● YOUR INSTRUCTIONS
Each line in the entries below that holds the string "reason" is to be listed.

● INFORMATION SHOWN

__________

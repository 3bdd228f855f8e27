// SPDX-FileCopyrightText: Copyright © 2020-2025 Serpent OS Developers
//
// SPDX-License-Identifier: MPL-2.0

use clap::Parser;
use quarry::{
    pipeline::{self, Status},
    Env,
};
use thiserror::Error;
use tui::Styled;

#[derive(Debug, Parser)]
#[command(about = "Report whether upstream has a newer release, without changing anything")]
pub struct Command {}

pub async fn handle(_command: Command, env: Env) -> Result<(), Error> {
    println!("Checking for new {} releases...", env.project.repository().bold());

    match pipeline::check(&env).await? {
        Status::Skipped { tag, reason } => {
            println!("{} {reason} build version: {tag}", "Skipping".yellow());
        }
        Status::UpToDate { release } => {
            println!("Already at the latest version: {}", release.version.as_str().bold());
        }
        Status::Outdated { current, release } => {
            println!(
                "{} {} {} {}",
                "New version available:".green(),
                current.as_str().dim(),
                "→".dim(),
                release.version.as_str().bold()
            );
            if let Some(published) = &release.published_at {
                println!("  published {published}");
            }
            println!("  {}", release.asset.browser_download_url);
        }
    }

    Ok(())
}

#[derive(Debug, Error)]
pub enum Error {
    #[error("pipeline")]
    Pipeline(#[from] pipeline::Error),
}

__________

● RESPONSE TO THIS EXERCISE
        Status::Skipped { tag, reason } => {
            println!("{} {reason} build version: {tag}", "Skipping".yellow());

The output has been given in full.